Me moví. Había personas a las que debía proteger, todas ellas… Tamara y su culto también deberían estar cerca, mi papá…

No esperé nada, no llamé a mis amigos, solo me moví.

Levanté mi mano tanto como pude, una luz rosa vibrante se hizo presente a mi alrededor. Intenté controlar al menos el movimiento terrestre, pero en cuanto hice el esfuerzo la magia me rechazó. Se sintió como si la tierra me gritara que no podía controlarla, que mi poder era tan solo una caricia para quien ya tenía control sobre los elementos.

No pude hacer nada con el terremoto, pero mi magia despabiló a mis amigos.

Ninguno esperó que dijera nada, todos ellos corrieron, volaron a ayudar a las personas que aun podíamos salvar. Los guerreros de Troya que quedaban hicieron lo mismo. Distinguí el brillo de sus poderes, sus colores resplandeciendo a través del polvo.

Me encargué del hombre a mis pies y de su hijo. El niño me miró suplicante, como si me pidiera que ayudara a su padre, pero seguía sin hablar. Para estar así supuse su condición médica.

Invoqué mi Arma Divina sin retraso, y lo primero que hice con mi espada fue usar un conjuro que los sacara de ahí. Los ojos del niño no se despegaron de mí mientras se desvanecía en medio del brillo rosa y destellante.

Comencé a correr hacia el escenario hecho pedazos. Mientras lo hacía noté que mis amigos tele transportaban a toda la gente que podían, y aun así muchos caían por las grietas provocadas por el terremoto o corrían tan lejos que les perdíamos la vista.

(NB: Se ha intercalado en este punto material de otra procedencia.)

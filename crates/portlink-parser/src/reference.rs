//! The decomposed form of a reference token.

use std::fmt;

use portlink_core::PortRef;

/// A parsed reference token: module, port and type.
///
/// Port and type are empty when the token did not mention them.
#[derive(Debug, Clone, Default, PartialEq, Eq)]
pub struct Reference {
    module: String,
    port: String,
    type_name: String,
}

impl Reference {
    /// Creates a reference from already-bounded components.
    pub fn new(
        module: impl Into<String>,
        port: impl Into<String>,
        type_name: impl Into<String>,
    ) -> Self {
        Self {
            module: module.into(),
            port: port.into(),
            type_name: type_name.into(),
        }
    }

    pub fn module(&self) -> &str {
        &self.module
    }

    pub fn port(&self) -> &str {
        &self.port
    }

    pub fn type_name(&self) -> &str {
        &self.type_name
    }

    /// Returns `true` if the token named a port.
    pub fn has_port(&self) -> bool {
        !self.port.is_empty()
    }

    /// Returns `true` if the token carried a type.
    pub fn has_type(&self) -> bool {
        !self.type_name.is_empty()
    }

    /// Replaces the port name.
    pub fn set_port(&mut self, port: impl Into<String>) {
        self.port = port.into();
    }

    /// Replaces the type label.
    pub fn set_type(&mut self, type_name: impl Into<String>) {
        self.type_name = type_name.into();
    }

    /// Returns the `(module, port)` half of this reference.
    pub fn port_ref(&self) -> PortRef {
        PortRef::new(&self.module, &self.port)
    }
}

impl fmt::Display for Reference {
    /// Formats as `Module::Port:Type`, dropping the parts that are empty.
    fn fmt(&self, f: &mut fmt::Formatter<'_>) -> fmt::Result {
        f.write_str(&self.module)?;
        if self.has_port() || self.has_type() {
            write!(f, "::{}", self.port)?;
        }
        if self.has_type() {
            write!(f, ":{}", self.type_name)?;
        }
        Ok(())
    }
}

#[cfg(test)]
mod tests {
    use super::*;

    #[test]
    fn test_display_drops_empty_parts() {
        assert_eq!(Reference::new("A", "", "").to_string(), "A");
        assert_eq!(Reference::new("A", "p", "").to_string(), "A::p");
        assert_eq!(Reference::new("A", "p", "int").to_string(), "A::p:int");
    }

    #[test]
    fn test_port_ref() {
        let reference = Reference::new("A", "p", "int");
        assert_eq!(reference.port_ref(), PortRef::new("A", "p"));
    }
}
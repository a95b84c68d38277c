//! Error types for Portlink operations.
//!
//! This module provides the main error type [`PortlinkError`] which wraps the
//! error conditions of each layer: reference parsing and link editing,
//! persistence, and diagram export.

use std::io;

use thiserror::Error;

use crate::{codec, editor::EditError, export};

/// The main error type for Portlink operations.
///
/// # Diagnostic Variants
///
/// [`EditError::Reference`] carries structured parse diagnostics together
/// with the offending token, which can be used for rich error reporting.
#[derive(Debug, Error)]
pub enum PortlinkError {
    #[error("I/O error: {0}")]
    Io(#[from] io::Error),

    #[error(transparent)]
    Edit(#[from] EditError),

    #[error("Store error: {0}")]
    Codec(#[from] codec::Error),

    #[error("Export error: {0}")]
    Export(#[from] export::Error),
}
//! CLI logic for the Portlink wiring tool.
//!
//! A run loads the backing file, executes one subcommand against it, and
//! saves the backing file again. Subcommand failures such as an unparsable
//! reference or a missing link are reported and leave the store untouched;
//! only failures to load the configuration, read or write the backing file,
//! or write output are returned as errors.

pub mod error_adapter;

mod args;
mod config;

pub use args::{Args, Command};

use std::io::{self, Write};

use clap::CommandFactory;
use log::{debug, info};

use portlink::{
    PortlinkError, Session,
    render::{GraphvizRenderer, Renderer},
    view::{TextDiagram, module_table},
};

use error_adapter::{plain_handler, render_reports};

/// Run the Portlink CLI application
///
/// Command output goes to standard output and reports of failed commands to
/// standard error.
///
/// # Errors
///
/// Returns `PortlinkError` for:
/// - Configuration loading errors
/// - Backing file read, parse or write errors
/// - DOT export write errors
pub fn run(args: &Args) -> Result<(), PortlinkError> {
    let stdout = io::stdout();
    let stderr = io::stderr();
    run_with_output(args, &mut stdout.lock(), &mut stderr.lock())
}

/// Run the application, writing command output to `out` and reports of
/// failed commands to `err`.
///
/// # Errors
///
/// See [`run`].
pub fn run_with_output(
    args: &Args,
    out: &mut dyn Write,
    err: &mut dyn Write,
) -> Result<(), PortlinkError> {
    let Some(command) = &args.command else {
        writeln!(out, "{}", Args::command().render_help())?;
        return Ok(());
    };

    let mut app_config = config::load_config(args.config.as_ref())?;
    if let Some(store) = &args.store {
        app_config.paths_mut().set_store(store);
    }
    if let Command::Dot { output, no_render } = command {
        if let Some(output) = output {
            app_config.paths_mut().set_dot(output);
        }
        if *no_render {
            app_config.render_mut().set_enabled(false);
        }
    }

    let mut session = Session::open(app_config)?;

    info!(command = command.name(); "Running command");
    let mut console = Console { out, err };
    match command {
        Command::Add {
            source: Some(source),
            destination: Some(destination),
        } => add(&mut session, &mut console, source, destination)?,
        Command::Remove {
            source: Some(source),
            destination: Some(destination),
        } => remove(&mut session, &mut console, source, destination)?,
        Command::List {
            module: Some(module),
        } => list(&session, &mut console, module)?,
        Command::Draw => write!(console.out, "{}", TextDiagram::new(session.store()))?,
        Command::Dot { .. } => dot(&session, &mut console)?,
        Command::Add { .. } | Command::Remove { .. } | Command::List { .. } => {
            console.usage(command)?
        }
    }

    session.save()?;
    debug!(path:? = session.config().paths().store(); "Store saved");

    Ok(())
}

/// Output streams of one run.
struct Console<'a> {
    out: &'a mut dyn Write,
    err: &'a mut dyn Write,
}

impl Console<'_> {
    /// Reports a command failure that leaves the store unchanged.
    fn report(&mut self, error: PortlinkError) -> io::Result<()> {
        debug!(err:? = error; "Command failed");
        write!(self.err, "{}", render_reports(&plain_handler(), &error))
    }

    /// Prints the usage of a subcommand that was given too few arguments.
    fn usage(&mut self, command: &Command) -> io::Result<()> {
        writeln!(
            self.err,
            "error: `{}` is missing required arguments",
            command.name()
        )?;

        let mut cli = Args::command();
        cli.build();
        match cli.find_subcommand_mut(command.name()) {
            Some(subcommand) => writeln!(self.err, "{}", subcommand.render_usage()),
            None => Ok(()),
        }
    }
}

fn add(
    session: &mut Session,
    console: &mut Console<'_>,
    source: &str,
    destination: &str,
) -> io::Result<()> {
    match session.editor().add(source, destination) {
        Ok(linked) => {
            if linked.inherited_port {
                writeln!(
                    console.out,
                    "Info: destination port not specified, using '{}'",
                    linked.destination.port()
                )?;
            }
            writeln!(
                console.out,
                "Linked: [{}] -> [{}]",
                linked.source, linked.destination
            )
        }
        Err(error) => console.report(error.into()),
    }
}

fn remove(
    session: &mut Session,
    console: &mut Console<'_>,
    source: &str,
    destination: &str,
) -> io::Result<()> {
    match session.editor().remove(source, destination) {
        Ok(_) => writeln!(console.out, "Link removed."),
        Err(error) => console.report(error.into()),
    }
}

fn list(session: &Session, console: &mut Console<'_>, module: &str) -> io::Result<()> {
    match module_table(session.store(), module) {
        Some(table) => write!(console.out, "{table}"),
        None => writeln!(console.err, "Module `{module}` not found."),
    }
}

fn dot(session: &Session, console: &mut Console<'_>) -> Result<(), PortlinkError> {
    let render = session.config().render();
    let renderer = render
        .enabled()
        .then(|| GraphvizRenderer::from_config(render));

    let exported = session.export_diagram(renderer.as_ref().map(|r| r as &dyn Renderer))?;

    writeln!(console.out, "Wrote {}", exported.dot.display())?;
    match exported.image {
        Some(image) => writeln!(console.out, "Generated {} successfully.", image.display())?,
        None if renderer.is_some() => writeln!(
            console.err,
            "Rendering with `{}` failed; {} is up to date.",
            render.command(),
            exported.dot.display()
        )?,
        None => {}
    }
    Ok(())
}
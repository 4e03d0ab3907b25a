//! Presenter boundary
//!
//! A presenter receives, per session, ordered `(text, kind)` lines, a
//! scroll-to-latest signal after every line, and a completion signal followed
//! by one more scroll. It never talks back to the engine.

mod output_log;
mod terminal;

use tokio::sync::mpsc;

use crate::catalog::{ContextId, OutputLine};
use crate::engine::{PlaybackEvent, SessionId};

pub use output_log::{LineStyle, OutputLog, Pane, RenderedLine};
pub use terminal::TerminalPresenter;

/// Output surface for simulated consoles
pub trait TranscriptPresenter {
    /// Show the submitted command as a prompt line
    fn echo_command(&mut self, context: ContextId, command: &str);

    /// Append one transcript line; the log is never rewritten
    fn append_line(&mut self, context: ContextId, session: SessionId, line: &OutputLine);

    /// Bring the newest line of `context` into view
    fn scroll_to_latest(&mut self, context: ContextId);

    fn session_finished(&mut self, _context: ContextId, _session: SessionId, _cancelled: bool) {}
}

/// How a watched session ended
#[derive(Debug, Clone, Copy, PartialEq, Eq)]
pub enum SessionOutcome {
    Completed,
    Cancelled,
    /// The engine went away before the session finished
    Disconnected,
}

/// Apply one engine event to `presenter`
pub fn present<P>(presenter: &mut P, event: &PlaybackEvent)
where
    P: TranscriptPresenter + ?Sized,
{
    match event {
        PlaybackEvent::CommandEchoed { context, command } => {
            presenter.echo_command(*context, command);
            presenter.scroll_to_latest(*context);
        }
        PlaybackEvent::SessionStarted { .. } => {}
        PlaybackEvent::Line {
            session,
            context,
            line,
            ..
        } => {
            presenter.append_line(*context, *session, line);
            presenter.scroll_to_latest(*context);
        }
        PlaybackEvent::SessionCompleted { session, context } => {
            presenter.session_finished(*context, *session, false);
            presenter.scroll_to_latest(*context);
        }
        PlaybackEvent::SessionCancelled {
            session, context, ..
        } => {
            presenter.session_finished(*context, *session, true);
            presenter.scroll_to_latest(*context);
        }
    }
}

/// Present events until `session` finishes.
///
/// Events of other sessions that arrive meanwhile are presented too.
pub async fn present_until_finished<P>(
    events: &mut mpsc::UnboundedReceiver<PlaybackEvent>,
    presenter: &mut P,
    session: SessionId,
) -> SessionOutcome
where
    P: TranscriptPresenter + ?Sized,
{
    while let Some(event) = events.recv().await {
        present(presenter, &event);
        match event {
            PlaybackEvent::SessionCompleted { session: s, .. } if s == session => {
                return SessionOutcome::Completed;
            }
            PlaybackEvent::SessionCancelled { session: s, .. } if s == session => {
                return SessionOutcome::Cancelled;
            }
            _ => {}
        }
    }
    SessionOutcome::Disconnected
}

/// Present whatever is already queued without waiting; returns the count
pub fn drain_ready<P>(events: &mut mpsc::UnboundedReceiver<PlaybackEvent>, presenter: &mut P) -> usize
where
    P: TranscriptPresenter + ?Sized,
{
    let mut count = 0;
    while let Ok(event) = events.try_recv() {
        present(presenter, &event);
        count += 1;
    }
    count
}
//! Output line and transcript value records

use std::sync::Arc;
use std::time::Duration;

use serde::{Deserialize, Serialize};

/// Presentation style of a simulated output line
#[derive(Debug, Clone, Copy, Default, PartialEq, Eq, Hash, Serialize, Deserialize)]
#[serde(rename_all = "snake_case")]
pub enum LineKind {
    #[default]
    Plain,
    Info,
    Success,
    Error,
}

impl LineKind {
    pub fn as_str(&self) -> &'static str {
        match self {
            LineKind::Plain => "plain",
            LineKind::Info => "info",
            LineKind::Success => "success",
            LineKind::Error => "error",
        }
    }
}

/// One line of a simulated terminal transcript
#[derive(Debug, Clone, PartialEq, Eq, Serialize, Deserialize)]
pub struct OutputLine {
    /// Verbatim text, including any box-drawing or ASCII art
    pub text: String,
    #[serde(default)]
    pub kind: LineKind,
    /// Wait since the previous line of the same transcript
    #[serde(default)]
    pub delay_ms: u64,
}

impl OutputLine {
    pub fn new(text: impl Into<String>, kind: LineKind, delay_ms: u64) -> Self {
        Self {
            text: text.into(),
            kind,
            delay_ms,
        }
    }

    pub fn delay(&self) -> Duration {
        Duration::from_millis(self.delay_ms)
    }
}

/// Ordered, non-empty script of what a recognized command prints.
///
/// Immutable once built; cloning is cheap because playback sessions share the
/// underlying lines.
#[derive(Debug, Clone, PartialEq, Eq)]
pub struct Transcript {
    lines: Arc<[OutputLine]>,
}

impl Transcript {
    /// Build a transcript, returning `None` when `lines` is empty
    pub fn new(lines: Vec<OutputLine>) -> Option<Self> {
        if lines.is_empty() {
            return None;
        }
        Some(Self {
            lines: lines.into(),
        })
    }

    /// Single error line shown when no catalog entry matches
    pub fn unrecognized() -> Self {
        Self {
            lines: vec![OutputLine::new(
                UNRECOGNIZED_MESSAGE,
                LineKind::Error,
                0,
            )]
            .into(),
        }
    }

    pub fn lines(&self) -> &[OutputLine] {
        &self.lines
    }

    pub fn len(&self) -> usize {
        self.lines.len()
    }

    /// Always false; kept for clippy's `len_without_is_empty`
    pub fn is_empty(&self) -> bool {
        self.lines.is_empty()
    }

    pub fn last(&self) -> &OutputLine {
        // Non-empty by construction
        &self.lines[self.lines.len() - 1]
    }

    /// Sum of every line's delay
    pub fn total_duration(&self) -> Duration {
        Duration::from_millis(self.lines.iter().map(|l| l.delay_ms).sum())
    }
}

/// Fixed fallback text for input that matches nothing
pub const UNRECOGNIZED_MESSAGE: &str =
    "Command not recognized in simulator. Try the suggested commands below!";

Me deslicé entre los escombros del escenario y los bastidores, desesperada y con el corazón en la boca. Removí materiales y cortinas, tierra, hasta que me encontré con dos Guerreros de Troya abrazados, protegiendo a un humano.

Aspiré, mis manos me temblaban de terror. Era papá. Estaba inconsciente, lleno de mugre y algunas heridas superficiales, de no haber sido por ambos Guerreros de Troya él estaría muerto.

Moví mis dedos para comprobar que estaba bien. El alma me regresó a los pulmones cuando percibí su respiración, apreté los ojos para no llorar del alivio. Qué susto tan horrible.